> Problem details: Please reproduce the entries below exactly, starting at the first line and ending with the line that holds "proxy endpoint handlers".
Top of Supplied data
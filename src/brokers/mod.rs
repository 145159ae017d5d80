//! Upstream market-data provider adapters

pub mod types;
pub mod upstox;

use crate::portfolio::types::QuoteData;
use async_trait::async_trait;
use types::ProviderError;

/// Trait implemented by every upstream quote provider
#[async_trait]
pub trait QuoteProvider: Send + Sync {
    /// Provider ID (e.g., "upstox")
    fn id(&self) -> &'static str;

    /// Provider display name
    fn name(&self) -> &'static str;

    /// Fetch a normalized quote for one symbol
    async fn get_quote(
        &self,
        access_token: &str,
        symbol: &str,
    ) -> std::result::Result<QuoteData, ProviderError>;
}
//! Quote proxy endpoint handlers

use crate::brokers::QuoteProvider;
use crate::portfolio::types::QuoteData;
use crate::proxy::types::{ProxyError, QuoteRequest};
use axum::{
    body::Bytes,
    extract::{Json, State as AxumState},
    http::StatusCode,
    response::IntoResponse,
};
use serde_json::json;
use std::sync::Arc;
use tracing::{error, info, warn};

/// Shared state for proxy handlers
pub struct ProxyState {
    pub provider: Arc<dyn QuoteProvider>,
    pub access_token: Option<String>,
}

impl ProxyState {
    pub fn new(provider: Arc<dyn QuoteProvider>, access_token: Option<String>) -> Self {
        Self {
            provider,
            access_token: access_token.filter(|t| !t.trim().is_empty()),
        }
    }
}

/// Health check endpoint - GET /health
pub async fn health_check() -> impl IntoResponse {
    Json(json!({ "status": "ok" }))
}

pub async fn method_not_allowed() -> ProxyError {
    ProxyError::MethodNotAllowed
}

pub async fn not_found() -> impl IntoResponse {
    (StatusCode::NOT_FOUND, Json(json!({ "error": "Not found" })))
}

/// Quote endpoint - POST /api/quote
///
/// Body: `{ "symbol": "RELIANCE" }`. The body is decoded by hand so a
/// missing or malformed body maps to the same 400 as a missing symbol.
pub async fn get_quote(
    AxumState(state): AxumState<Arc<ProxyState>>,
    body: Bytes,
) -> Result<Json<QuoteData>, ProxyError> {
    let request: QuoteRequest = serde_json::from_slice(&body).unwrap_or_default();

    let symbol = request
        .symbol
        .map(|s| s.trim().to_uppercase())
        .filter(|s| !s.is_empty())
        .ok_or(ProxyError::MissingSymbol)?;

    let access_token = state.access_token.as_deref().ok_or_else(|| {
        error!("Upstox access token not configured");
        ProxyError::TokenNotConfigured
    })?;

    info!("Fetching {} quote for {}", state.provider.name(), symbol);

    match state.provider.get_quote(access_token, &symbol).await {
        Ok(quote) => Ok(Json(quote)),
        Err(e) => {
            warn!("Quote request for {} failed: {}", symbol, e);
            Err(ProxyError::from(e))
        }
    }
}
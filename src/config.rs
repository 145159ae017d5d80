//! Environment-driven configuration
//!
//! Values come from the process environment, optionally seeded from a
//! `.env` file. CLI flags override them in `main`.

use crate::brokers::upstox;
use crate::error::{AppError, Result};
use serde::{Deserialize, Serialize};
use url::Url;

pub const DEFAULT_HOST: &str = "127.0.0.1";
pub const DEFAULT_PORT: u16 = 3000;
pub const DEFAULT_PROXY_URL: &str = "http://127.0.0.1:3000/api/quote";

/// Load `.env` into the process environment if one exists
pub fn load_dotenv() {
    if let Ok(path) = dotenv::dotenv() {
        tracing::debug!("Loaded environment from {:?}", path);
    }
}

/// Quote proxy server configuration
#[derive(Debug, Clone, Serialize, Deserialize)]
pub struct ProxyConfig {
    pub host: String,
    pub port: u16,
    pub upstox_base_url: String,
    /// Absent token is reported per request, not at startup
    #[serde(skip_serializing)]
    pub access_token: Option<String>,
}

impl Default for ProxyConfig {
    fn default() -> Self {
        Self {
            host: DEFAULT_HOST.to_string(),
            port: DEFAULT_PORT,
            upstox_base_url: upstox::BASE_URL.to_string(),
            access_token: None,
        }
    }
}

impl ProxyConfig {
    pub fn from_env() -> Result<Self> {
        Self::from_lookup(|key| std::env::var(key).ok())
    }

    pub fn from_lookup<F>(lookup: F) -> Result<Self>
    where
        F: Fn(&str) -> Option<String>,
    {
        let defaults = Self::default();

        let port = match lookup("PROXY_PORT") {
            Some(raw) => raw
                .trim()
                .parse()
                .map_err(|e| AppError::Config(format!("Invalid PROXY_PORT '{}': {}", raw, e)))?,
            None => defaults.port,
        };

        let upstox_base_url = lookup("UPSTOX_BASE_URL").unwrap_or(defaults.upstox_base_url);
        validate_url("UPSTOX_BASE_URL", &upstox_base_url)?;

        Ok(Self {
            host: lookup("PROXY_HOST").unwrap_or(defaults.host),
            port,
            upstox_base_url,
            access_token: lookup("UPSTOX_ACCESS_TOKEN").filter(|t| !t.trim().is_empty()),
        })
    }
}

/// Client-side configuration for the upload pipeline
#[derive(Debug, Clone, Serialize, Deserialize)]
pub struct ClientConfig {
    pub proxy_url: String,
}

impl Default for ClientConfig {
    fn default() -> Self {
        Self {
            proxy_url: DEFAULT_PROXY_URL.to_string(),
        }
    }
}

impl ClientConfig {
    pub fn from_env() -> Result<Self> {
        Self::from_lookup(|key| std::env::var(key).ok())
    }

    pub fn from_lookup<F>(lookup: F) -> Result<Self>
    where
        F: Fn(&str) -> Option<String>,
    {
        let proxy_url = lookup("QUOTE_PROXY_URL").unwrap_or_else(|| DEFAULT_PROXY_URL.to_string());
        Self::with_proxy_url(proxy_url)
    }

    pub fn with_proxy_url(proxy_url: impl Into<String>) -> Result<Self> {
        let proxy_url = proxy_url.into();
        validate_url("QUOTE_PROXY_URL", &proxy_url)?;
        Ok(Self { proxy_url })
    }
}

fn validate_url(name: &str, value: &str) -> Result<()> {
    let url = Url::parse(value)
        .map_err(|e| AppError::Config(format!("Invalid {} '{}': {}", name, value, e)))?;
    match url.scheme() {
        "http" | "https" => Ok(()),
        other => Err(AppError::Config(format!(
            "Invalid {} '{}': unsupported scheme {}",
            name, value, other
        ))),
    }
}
Bottom of Supplied data
> The completed task:
filename src/brokers/mod.rs
repository 145159ae017d5d80
//! Upstream market-data provider adapters

pub mod types;
pub mod upstox;

use crate::portfolio::types::QuoteData;
use async_trait::async_trait;
use types::ProviderError;

/// Trait implemented by every upstream quote provider
#[async_trait]
pub trait QuoteProvider: Send + Sync {
    /// Provider ID (e.g., "upstox")
    fn id(&self) -> &'static str;

    /// Provider display name
    fn name(&self) -> &'static str;

    /// Fetch a normalized quote for one symbol
    async fn get_quote(
        &self,
        access_token: &str,
        symbol: &str,
    ) -> std::result::Result<QuoteData, ProviderError>;
}
//! Quote proxy endpoint handlers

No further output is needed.